◆ Collected data:

· · ·

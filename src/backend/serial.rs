//! Serial port transport backed by the `serialport` crate

use super::transport::Transport;
use crate::config::SerialConfig;
use crate::error::{Result, SerialGraphError};
use serialport::SerialPort;
use std::io::Read;
use std::time::Duration;

/// Information about a detected serial port (for `--list-ports`)
#[derive(Debug, Clone)]
pub struct PortInfo {
    /// OS name of the port (e.g. "/dev/ttyACM0", "COM3")
    pub name: String,
    /// Short description of the port type
    pub kind: String,
}

impl std::fmt::Display for PortInfo {
    fn fmt(&self, f: &mut std::fmt::Formatter<'_>) -> std::fmt::Result {
        write!(f, "{} ({})", self.name, self.kind)
    }
}

/// List the serial ports visible to the OS
pub fn list_ports() -> Result<Vec<PortInfo>> {
    let ports = serialport::available_ports()?;
    Ok(ports
        .into_iter()
        .map(|p| {
            let kind = match p.port_type {
                serialport::SerialPortType::UsbPort(usb) => match usb.product {
                    Some(product) => format!("USB {:04x}:{:04x} {}", usb.vid, usb.pid, product),
                    None => format!("USB {:04x}:{:04x}", usb.vid, usb.pid),
                },
                serialport::SerialPortType::BluetoothPort => "Bluetooth".to_string(),
                serialport::SerialPortType::PciPort => "PCI".to_string(),
                serialport::SerialPortType::Unknown => "Unknown".to_string(),
            };
            PortInfo {
                name: p.port_name,
                kind,
            }
        })
        .collect())
}

/// Transport reading from a physical or virtual serial port
pub struct SerialTransport {
    port_name: String,
    baud_rate: u32,
    read_timeout: Duration,
    port: Option<Box<dyn SerialPort>>,
}

impl SerialTransport {
    /// Create an unopened transport
    pub fn new(port_name: impl Into<String>, baud_rate: u32, read_timeout: Duration) -> Self {
        Self {
            port_name: port_name.into(),
            baud_rate,
            read_timeout,
            port: None,
        }
    }

    /// Create from the serial section of the application config
    pub fn from_config(config: &SerialConfig) -> Self {
        Self::new(
            config.port.clone(),
            config.baud_rate,
            Duration::from_millis(config.read_timeout_ms),
        )
    }

    fn port_mut(&mut self) -> Result<&mut Box<dyn SerialPort>> {
        let name = &self.port_name;
        self.port.as_mut().ok_or_else(|| SerialGraphError::Connection {
            port: name.clone(),
            message: "port is not open".to_string(),
        })
    }
}

impl Transport for SerialTransport {
    fn open(&mut self) -> Result<()> {
        if self.port.is_some() {
            return Ok(());
        }

        tracing::info!(
            "Opening serial port {} at {} baud",
            self.port_name,
            self.baud_rate
        );

        let port = serialport::new(&self.port_name, self.baud_rate)
            .timeout(self.read_timeout)
            .open()
            .map_err(|e| SerialGraphError::Connection {
                port: self.port_name.clone(),
                message: e.to_string(),
            })?;

        self.port = Some(port);
        Ok(())
    }

    fn is_open(&self) -> bool {
        self.port.is_some()
    }

    fn bytes_available(&mut self) -> Result<usize> {
        let waiting = self.port_mut()?.bytes_to_read()?;
        Ok(waiting as usize)
    }

    fn read_available(&mut self) -> Result<Vec<u8>> {
        let port = self.port_mut()?;
        let waiting = port.bytes_to_read()? as usize;
        if waiting == 0 {
            return Ok(Vec::new());
        }

        let mut buf = vec![0u8; waiting];
        match port.read(&mut buf) {
            Ok(n) => {
                buf.truncate(n);
                Ok(buf)
            }
            Err(e) if e.kind() == std::io::ErrorKind::TimedOut => Ok(Vec::new()),
            Err(e) => Err(e.into()),
        }
    }

    fn close(&mut self) {
        if self.port.take().is_some() {
            tracing::info!("Closed serial port {}", self.port_name);
        }
    }

    fn description(&self) -> String {
        format!("{} @ {} baud", self.port_name, self.baud_rate)
    }
}

#[cfg(test)]
mod tests {
    use super::*;

    #[test]
    fn test_unopened_transport_reports_closed() {
        let mut transport =
            SerialTransport::new("/dev/does-not-exist", 115_200, Duration::from_secs(1));
        assert!(!transport.is_open());
        assert!(transport.bytes_available().is_err());
        assert!(transport.description().contains("115200"));
        // closing an unopened port is a no-op
        transport.close();
    }

    #[test]
    fn test_open_missing_port_is_connection_error() {
        let mut transport =
            SerialTransport::new("/dev/serialgraph-missing-port", 9600, Duration::from_millis(10));
        match transport.open() {
            Err(SerialGraphError::Connection { port, .. }) => {
                assert_eq!(port, "/dev/serialgraph-missing-port")
            }
            other => panic!("expected connection error, got {:?}", other.map(|_| ())),
        }
        assert!(!transport.is_open());
    }
}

· · ·

◆ Work order:
Spot every line in the entries that includes the word "PortInfo", and copy each one out.

◆ Exercise result:
pub struct PortInfo {
impl std::fmt::Display for PortInfo {
pub fn list_ports() -> Result<Vec<PortInfo>> {
            PortInfo {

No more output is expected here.